Backstage on Kubernetes: Practical Platform Engineering Guide
Backstage is valuable when it becomes the daily entry point for engineers, not just a documentation site. This guide focuses on an incremental rollout that delivers value early.
1. Start with Three High-Value Use Cases
Do not begin with plugin sprawl. Start with:
- Service catalog ownership visibility
- Standard service scaffolding templates
- Deployment visibility from CI/CD and Kubernetes
These three capabilities usually reduce onboarding time and operational confusion quickly.

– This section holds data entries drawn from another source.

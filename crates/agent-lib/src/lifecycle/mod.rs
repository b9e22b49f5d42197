//! Agent lifecycle driven by backend responses
//!
//! The [`StateMachine`] is the single source of truth for whether the agent
//! should keep talking to the backend. The transport reports every HTTP
//! response to it and consults [`StateMachine::can_send`] before each send.

mod clock;

pub use clock::{Clock, ManualClock, SystemClock};

use chrono::{DateTime, Utc};
use parking_lot::{Mutex, RwLock};
use serde::{Deserialize, Serialize};
use std::fmt;
use std::sync::Arc;
use std::time::Duration;
use tracing::info;

/// Backoff applied to 429 responses without a retry hint
pub const DEFAULT_RATE_LIMIT_BACKOFF: Duration = Duration::from_secs(30);

/// Backoff applied to 402 responses without a retry hint
pub const DEFAULT_QUOTA_BACKOFF: Duration = Duration::from_secs(5 * 60);

/// Longest backoff honored from a backend retry hint
pub const MAX_BACKOFF: Duration = Duration::from_secs(24 * 60 * 60);

/// Operational state of the agent
#[derive(Debug, Clone, Copy, PartialEq, Eq, Hash, Serialize, Deserialize)]
#[serde(rename_all = "lowercase")]
pub enum AgentState {
    Starting,
    Running,
    Backoff,
    Stopped,
    Exiting,
}

impl AgentState {
    pub const ALL: [AgentState; 5] = [
        AgentState::Starting,
        AgentState::Running,
        AgentState::Backoff,
        AgentState::Stopped,
        AgentState::Exiting,
    ];

    pub fn as_str(&self) -> &'static str {
        match self {
            AgentState::Starting => "starting",
            AgentState::Running => "running",
            AgentState::Backoff => "backoff",
            AgentState::Stopped => "stopped",
            AgentState::Exiting => "exiting",
        }
    }

    /// States the machine never leaves on its own
    pub fn is_terminal(&self) -> bool {
        matches!(self, AgentState::Stopped | AgentState::Exiting)
    }
}

impl fmt::Display for AgentState {
    fn fmt(&self, f: &mut fmt::Formatter<'_>) -> fmt::Result {
        f.write_str(self.as_str())
    }
}

/// Serializable view of the lifecycle, for status endpoints
#[derive(Debug, Clone, PartialEq, Eq, Serialize, Deserialize)]
pub struct LifecycleStatus {
    pub state: AgentState,
    #[serde(skip_serializing_if = "String::is_empty", default)]
    pub reason: String,
    pub backoff_remaining_secs: u64,
}

#[derive(Debug)]
struct Inner {
    state: AgentState,
    reason: String,
    backoff_until: Option<DateTime<Utc>>,
}

type CancelFn = Arc<dyn Fn() + Send + Sync>;

/// Lifecycle state machine shared by the transport, health checks and the
/// supervising loop
pub struct StateMachine {
    inner: RwLock<Inner>,
    clock: Arc<dyn Clock>,
    cancel: Mutex<Option<CancelFn>>,
}

impl fmt::Debug for StateMachine {
    fn fmt(&self, f: &mut fmt::Formatter<'_>) -> fmt::Result {
        f.debug_struct("StateMachine")
            .field("inner", &*self.inner.read())
            .finish_non_exhaustive()
    }
}

impl Default for StateMachine {
    fn default() -> Self {
        Self::new()
    }
}

impl StateMachine {
    /// New machine in `starting`, using the wall clock
    pub fn new() -> Self {
        Self::with_clock(Arc::new(SystemClock))
    }

    pub fn with_clock(clock: Arc<dyn Clock>) -> Self {
        Self {
            inner: RwLock::new(Inner {
                state: AgentState::Starting,
                reason: String::new(),
                backoff_until: None,
            }),
            clock,
            cancel: Mutex::new(None),
        }
    }

    /// Register the callback run when the backend deprecates this agent
    pub fn set_cancel_fn<F>(&self, cancel: F)
    where
        F: Fn() + Send + Sync + 'static,
    {
        *self.cancel.lock() = Some(Arc::new(cancel));
    }

    pub fn state(&self) -> AgentState {
        self.inner.read().state
    }

    pub fn reason(&self) -> String {
        self.inner.read().reason.clone()
    }

    pub fn status(&self) -> LifecycleStatus {
        let inner = self.inner.read();
        LifecycleStatus {
            state: inner.state,
            reason: inner.reason.clone(),
            backoff_remaining_secs: self.remaining(&inner).as_secs(),
        }
    }

    /// Set the state directly, for states not derived from HTTP codes
    pub fn transition_to(&self, state: AgentState, reason: impl Into<String>) {
        let reason = reason.into();
        let mut inner = self.inner.write();
        let from = inner.state;
        inner.state = state;
        inner.reason = reason;
        if state != AgentState::Backoff {
            inner.backoff_until = None;
        }
        info!(from = %from, to = %state, reason = %inner.reason, "Agent state transition");
    }

    /// Derive the next state from a backend response
    ///
    /// `retry_after_secs` is the backend's retry hint; zero means none.
    /// Callers compare [`StateMachine::state`] before and after to report
    /// the transition.
    pub fn handle_http_status(&self, status: u16, retry_after_secs: u64) {
        let deprecated = {
            let mut inner = self.inner.write();

            match status {
                200 => {
                    inner.state = AgentState::Running;
                    inner.reason.clear();
                    inner.backoff_until = None;
                }
                401 | 403 => {
                    inner.state = AgentState::Stopped;
                    inner.reason = "authentication failed".to_string();
                    inner.backoff_until = None;
                }
                402 => {
                    let window = backoff_window(retry_after_secs, DEFAULT_QUOTA_BACKOFF);
                    self.enter_backoff(&mut inner, "quota exceeded", window);
                }
                410 => {
                    inner.state = AgentState::Exiting;
                    inner.reason = "agent deprecated".to_string();
                    inner.backoff_until = None;
                }
                429 => {
                    let window = backoff_window(retry_after_secs, DEFAULT_RATE_LIMIT_BACKOFF);
                    self.enter_backoff(&mut inner, "rate limited", window);
                }
                500..=u16::MAX => {
                    inner.reason = format!("server error: HTTP {}", status);
                }
                _ => {}
            }

            status == 410
        };

        // Run outside the lock; the callback may read state
        if deprecated {
            let cancel = self.cancel.lock().clone();
            if let Some(cancel) = cancel {
                (*cancel)();
            }
        }
    }

    /// True once the backoff deadline has passed, or when not backing off
    pub fn is_backoff_expired(&self) -> bool {
        let inner = self.inner.read();
        match inner.backoff_until {
            Some(until) => self.clock.now() >= until,
            None => true,
        }
    }

    /// Time left until the backoff deadline, never negative
    pub fn backoff_remaining(&self) -> Duration {
        let inner = self.inner.read();
        self.remaining(&inner)
    }

    /// Whether the transport may attempt a send right now
    pub fn can_send(&self) -> bool {
        match self.state() {
            AgentState::Starting | AgentState::Running => true,
            AgentState::Backoff => self.is_backoff_expired(),
            AgentState::Stopped | AgentState::Exiting => false,
        }
    }

    fn enter_backoff(&self, inner: &mut Inner, reason: &str, window: Duration) {
        let window = window.min(MAX_BACKOFF);
        let now = self.clock.now();
        let until = chrono::Duration::from_std(window)
            .ok()
            .and_then(|delta| now.checked_add_signed(delta))
            .unwrap_or(DateTime::<Utc>::MAX_UTC);
        inner.state = AgentState::Backoff;
        inner.reason = reason.to_string();
        inner.backoff_until = Some(until);
    }

    fn remaining(&self, inner: &Inner) -> Duration {
        inner
            .backoff_until
            .and_then(|until| (until - self.clock.now()).to_std().ok())
            .unwrap_or(Duration::ZERO)
    }
}

fn backoff_window(retry_after_secs: u64, default: Duration) -> Duration {
    if retry_after_secs > 0 {
        Duration::from_secs(retry_after_secs).min(MAX_BACKOFF)
    } else {
        default
    }
}
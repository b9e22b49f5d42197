//! Top-level controller resolution for pods
//!
//! Pods record their immediate controller, which is often an intermediate
//! object (a ReplicaSet behind a Deployment, a Job behind a CronJob). This
//! pass rewrites each pod's owner to the controller at the top of the chain,
//! using the replica-set and job records of the same snapshot.

use crate::models::{
    object_key, ClusterSnapshot, JobInfo, OwnerReference, ReplicaSetInfo, CRON_JOB_KIND, JOB_KIND,
    REPLICA_SET_KIND, STATIC_POD_OWNER_KIND,
};
use std::collections::HashMap;
use tracing::{debug, warn};

/// Upper bound on ownership hops followed for one pod
pub const MAX_OWNER_HOPS: usize = 10;

/// Outcome of walking one ownership chain
#[derive(Debug, Clone, PartialEq, Eq)]
pub struct Resolution {
    pub owner: OwnerReference,
    /// False when the hop budget ran out before reaching a top-level owner
    pub complete: bool,
}

/// Walk from `owner` up to the top-level controller
///
/// Missing intermediate records end the walk at the last owner that could be
/// identified; the result is never worse than the input.
pub fn resolve_owner(
    namespace: &str,
    owner: &OwnerReference,
    replica_sets: &HashMap<String, &ReplicaSetInfo>,
    jobs: &HashMap<String, &JobInfo>,
) -> Resolution {
    let mut current = owner.clone();

    for _ in 0..MAX_OWNER_HOPS {
        let next = match current.kind.as_str() {
            REPLICA_SET_KIND => replica_sets
                .get(&object_key(Some(namespace), &current.name))
                .and_then(|rs| rs.owner.clone()),
            JOB_KIND => jobs
                .get(&object_key(Some(namespace), &current.name))
                .and_then(|job| job.cron_job.clone())
                .map(|cron_job| OwnerReference::new(CRON_JOB_KIND, cron_job, "")),
            _ => None,
        };

        match next {
            Some(parent) => current = parent,
            None => {
                return Resolution {
                    owner: current,
                    complete: true,
                }
            }
        }
    }

    Resolution {
        owner: current,
        complete: false,
    }
}

/// Rewrites pod owners in a snapshot to their top-level controllers
#[derive(Debug, Default, Clone, Copy)]
pub struct OwnershipEnricher;

impl OwnershipEnricher {
    pub fn new() -> Self {
        Self
    }

    /// Resolve every pod's owner in place; returns the number of pods changed
    pub fn enrich(&self, snapshot: &mut ClusterSnapshot) -> usize {
        let replica_sets: HashMap<String, &ReplicaSetInfo> = snapshot
            .replica_sets
            .iter()
            .map(|rs| (rs.key(), rs))
            .collect();
        let jobs: HashMap<String, &JobInfo> =
            snapshot.jobs.iter().map(|job| (job.key(), job)).collect();

        let mut changed = 0;

        for pod in snapshot.pods.iter_mut() {
            let Some(owner) = pod.owner.as_ref() else {
                continue;
            };
            if owner.kind == STATIC_POD_OWNER_KIND {
                continue;
            }

            let resolution = resolve_owner(&pod.namespace, owner, &replica_sets, &jobs);

            if !resolution.complete {
                warn!(
                    pod = %pod.key(),
                    owner_kind = %resolution.owner.kind,
                    owner_name = %resolution.owner.name,
                    max_hops = MAX_OWNER_HOPS,
                    "Ownership chain exceeded hop budget, keeping last resolved owner"
                );
            }

            if &resolution.owner != owner {
                debug!(
                    pod = %pod.key(),
                    from_kind = %owner.kind,
                    from_name = %owner.name,
                    to_kind = %resolution.owner.kind,
                    to_name = %resolution.owner.name,
                    "Resolved top-level owner"
                );
                pod.owner = Some(resolution.owner);
                changed += 1;
            }
        }

        changed
    }
}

2. Define the Service Catalog Contract
Require each service to provide a catalog-info.yaml with:
- owner team
- service tier
- runtime and language
- repository links
- on-call and runbook links
apiVersion: backstage.io/v1alpha1
kind: Component
metadata:
name: payments-api
description: Payments service
annotations:
github.com/project-slug: company/payments-api
spec:
type: service
lifecycle: production
owner: team-payments
system: commerce-platform
3. Build Golden Path Templates
Create templates for common service types:
- public API service
- internal worker
- scheduled job
Each template should generate:
- repository structure
- CI pipeline
- Kubernetes manifests or Helm chart
- observability defaults
- security baseline
4. Integrate with Kubernetes and CI/CD
Minimum useful integration:
- show deployment status per environment
- link build pipeline and last successful release
- expose recent incident/runbook links
This turns Backstage into an operational dashboard, not just a catalog.
5. Governance Through Templates, Not Docs
If a standard is important, encode it in templates and policy checks.
Examples:
- mandatory labels (
team,service,tier) - resource requests/limits
- health checks and probes
- vulnerability scan gate in CI
6. Rollout Strategy
Phase 1 (2-4 weeks):
- onboard 5-10 core services
- publish ownership and runbook links
Phase 2 (4-8 weeks):
- enforce template usage for new services
- add deployment and observability integrations
Phase 3:
- self-service infrastructure actions with approval flow
7. Success Metrics
Track impact with platform KPIs:
- new service bootstrap time
- time to first production deployment
- percentage of services with clear ownership
- incident triage time
- developer satisfaction for platform workflows
8. Common Mistakes
- treating Backstage as a side project
- onboarding all plugins before core workflows are stable
- missing ownership and metadata quality standards
- no platform product owner
Practical Next Step
Pick one team and one service template this week. Prove reduced setup time and operational clarity first, then scale adoption across the organization.